Would it not have been most enjoyable to go "cruising" on one of these? Would be a whole lot different than the "Columbia Gorge", which in itself is a lot of fun. You get an entirely different perspective of the area on both sides of the river when you are sailing down the middle of it.
Charlott on 7th January 2016 @ 7:02am
I was never all that interested in steamships until HHR opened my eyes to the variety of boats, the pride in the boats, the obstacles and divisions of the Columbia River, and the knowledge of the captains.
I just finished Bill Gulick's book, "Steamboats on Northwest Rivers".
In his "Acknowledgments" he says his initial interest in steamboats was stirred during the research and writing of his first novel, "Bend on the Snake", which was published in 1949. The book sold to the movies. Its title was changed to "Bend on the River" and was shot in the Rooster Rock stretch of the Columbia in order to display the beautiful scenery of the area.
Arthur did a series of HHR photos of that movie.
The filming was done in the summer of 1951. Two stern-wheelers, the Henderson and the Portland were still operating as tug boats. The movie company leased and renamed them so they could stage a steamboat race for movie publicity.
L.E. on 7th January 2016 @ 8:13am
Saw part of "Bend of The River" being filmed. Many venues in the area of the Columbia River and surrounding locale used. They used Bridal Vale falls as one. Used the beach at Rooster Rock, as you could see Cape Horn across the river. They did quite a bit of shooting up on White River and also at Timberline. It was quite the production. I remember the long lines at the theatre to see it when it was released.

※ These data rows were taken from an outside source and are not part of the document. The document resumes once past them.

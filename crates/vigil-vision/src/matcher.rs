//! 마스크 지원 정규화 상관 템플릿 매칭.
//!
//! OpenCV `TM_CCOEFF_NORMED`와 동일한 점수 정의: 템플릿과 프레임 창을
//! 각각 평균 차감(zero-mean)한 뒤 정규화 상관을 계산한다.
//! 마스크가 있으면 0이 아닌 픽셀만 분자/분모 양쪽에 참여한다.
//!
//! 한 번의 창 순회로 점수를 얻기 위해 항등식을 사용한다:
//! Σ T'(I − μI) = Σ T'·I  (마스크 내 Σ T' = 0이므로),
//! Σ (I − μI)² = Σ I² − (Σ I)²/n.

use image::GrayImage;
use tracing::warn;

use vigil_core::models::frame::TemplateMatch;
use vigil_core::models::geometry::Point;

/// 분모 0 판정 임계값 (평탄한 창/템플릿)
const FLAT_EPS: f64 = 1e-9;

/// 프레임에서 템플릿의 최고 점수 배치를 찾는다.
///
/// - 반환 점수는 이론상 [-1, 1]이며, 동점은 행 우선 스캔에서 먼저
///   나온 배치가 이긴다.
/// - 템플릿이 프레임보다 어느 한 변이라도 크면 `None` — 에러가 아니라
///   해당 틱의 미감지로 처리된다.
/// - 평탄한 템플릿(분산 0)이나 픽셀이 전혀 없는 마스크는 점수가
///   정의되지 않으므로 `None`.
pub fn match_template(
    frame: &GrayImage,
    template: &GrayImage,
    mask: Option<&GrayImage>,
) -> Option<TemplateMatch> {
    let (fw, fh) = frame.dimensions();
    let (tw, th) = template.dimensions();

    if tw == 0 || th == 0 || tw > fw || th > fh {
        return None;
    }

    let mask = match mask {
        Some(m) if m.dimensions() != template.dimensions() => {
            warn!(
                "마스크 크기 불일치 ({}x{} vs {}x{}) — 마스크 무시",
                m.width(),
                m.height(),
                tw,
                th
            );
            None
        }
        other => other,
    };

    let t_raw = template.as_raw();
    let m_raw = mask.map(|m| m.as_raw().as_slice());

    // 템플릿 전처리: 마스크 내 평균 차감값과 그 제곱합
    let mut n = 0u64;
    let mut t_sum = 0.0f64;
    for (i, &t) in t_raw.iter().enumerate() {
        if included(m_raw, i) {
            n += 1;
            t_sum += t as f64;
        }
    }
    if n == 0 {
        warn!("마스크에 포함 픽셀이 없음 — 매칭 불가");
        return None;
    }
    let t_mean = t_sum / n as f64;

    let mut tzm = vec![0.0f64; t_raw.len()];
    let mut tzm_sq_sum = 0.0f64;
    for (i, &t) in t_raw.iter().enumerate() {
        if included(m_raw, i) {
            let v = t as f64 - t_mean;
            tzm[i] = v;
            tzm_sq_sum += v * v;
        }
    }
    if tzm_sq_sum < FLAT_EPS {
        // 평탄한 템플릿은 모든 창과 상관이 정의되지 않는다
        return None;
    }

    let f_raw = frame.as_raw();
    let fw = fw as usize;
    let tw_us = tw as usize;
    let th_us = th as usize;
    let inv_n = 1.0 / n as f64;

    let mut best_score = f64::NEG_INFINITY;
    let mut best_loc = Point::new(0, 0);

    for y0 in 0..=(fh - th) as usize {
        for x0 in 0..=(frame.width() - tw) as usize {
            let mut cross = 0.0f64;
            let mut i_sum = 0.0f64;
            let mut i_sq_sum = 0.0f64;

            for ty in 0..th_us {
                let t_row = ty * tw_us;
                let f_row = (y0 + ty) * fw + x0;
                for tx in 0..tw_us {
                    let ti = t_row + tx;
                    if !included(m_raw, ti) {
                        continue;
                    }
                    let iv = f_raw[f_row + tx] as f64;
                    cross += tzm[ti] * iv;
                    i_sum += iv;
                    i_sq_sum += iv * iv;
                }
            }

            let i_var = i_sq_sum - i_sum * i_sum * inv_n;
            let score = if i_var < FLAT_EPS {
                // 평탄한 창과의 상관은 0으로 간주
                0.0
            } else {
                cross / (tzm_sq_sum * i_var).sqrt()
            };

            // 동점은 행 우선 첫 배치 유지 (strict greater)
            if score > best_score {
                best_score = score;
                best_loc = Point::new(x0 as i32, y0 as i32);
            }
        }
    }

    Some(TemplateMatch {
        score: best_score,
        location: best_loc,
    })
}

/// 템플릿 인덱스 `i`가 마스크에 포함되는지 여부
#[inline]
fn included(mask: Option<&[u8]>, i: usize) -> bool {
    match mask {
        Some(m) => m[i] != 0,
        None => true,
    }
}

The cast included a young Rock Hudson, Julie Adams, Ward Bond and probably if I thought it through other notables.
Charlott on 7th January 2016 @ 9:01am
Well, dummy me, I forgot the main character, none other than Jimmy Stewart himself. This makes me wish to see it again. I do recall a couple of glitches. One being the trail of a plane going over. Seems there was something about the screening over on Cape Horn that kept the falling rocks off the railroad track, but not sure about that one. Too many years ago.
Charlott on 7th January 2016 @ 9:04am
Had a brain flash. If you wish to see the "trailers" of Bend of the River just punch in You Tube - Bend of the River and there are a number of sites there where you can see the scenery that many will recognize.

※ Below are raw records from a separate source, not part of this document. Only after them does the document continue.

//! 창 전환 포트.
//!
//! 구현: `vigil-automation` crate (플랫폼별: xdotool / Win32 / osascript)

use async_trait::async_trait;

use crate::error::CoreError;

/// 창 활성화 인터페이스
#[async_trait]
pub trait WindowActivator: Send + Sync {
    /// 제목에 부분 문자열이 포함된(대소문자 무시) 가시 창을 전면으로.
    ///
    /// 일치하는 창이 없으면 `Ok(false)` — 에러가 아니다.
    async fn activate_matching(&self, title_substring: &str) -> Result<bool, CoreError>;

    /// 백엔드 이름 (예: "xdotool", "win32", "noop")
    fn backend_name(&self) -> &str;
}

Charlott on 7th January 2016 @ 9:08am
Must have been a pleasant evening with only a light breeze. Lots of people out on the decks verses huddling inside for warmth.
Interesting how they are blowing steam off below the deck line at the bow. I guess I would just have assumed they would have blown it either into the smoke stacks or upward through its own stack.
Longshot on 7th January 2016 @ 10:05am
The steam at the bow is excess steam released by the safety or pop off valve to prevent an explosion. It cannot be released through the stack as mentioned above because it would suck the fire out of the firebox.
These boats appear quite large to each have only one engine. Apparently both were stopped, possibly for communication, and the one on the right just starting out as his wheel is turning and really pouring out the smoke.
Kenn on 8th January 2016 @ 8:47am
Seems like it would be incredible dangerous to have blown steam off at such a location. If someone or something were close to the bow such as when the boat was docked or run up against the shore someone could have been badly burned and if there were horses about the horses could have been easily spooked both from the heat and from the noise.
Longshot on 9th January 2016 @ 8:10am
Longshot is right, the automatic pop off valve would exhaust overhead, this is apparently blowing out the accumulated cylinder water.. It is controlled manually and would not be done at a dock,. A fireman on a railroad steam engine will blow out the cylinders at track level while away from a station or people..
Kenn on 9th January 2016 @ 9:29am
The steamer on the left is either the Dalles City or Regulator. The steamer on the right is the Bailey Gatzert. These boats only had one engine. This photo looks like it was taken at The Dalles. The steamer on the left is backing slowly while the Bailey appears to be taking off.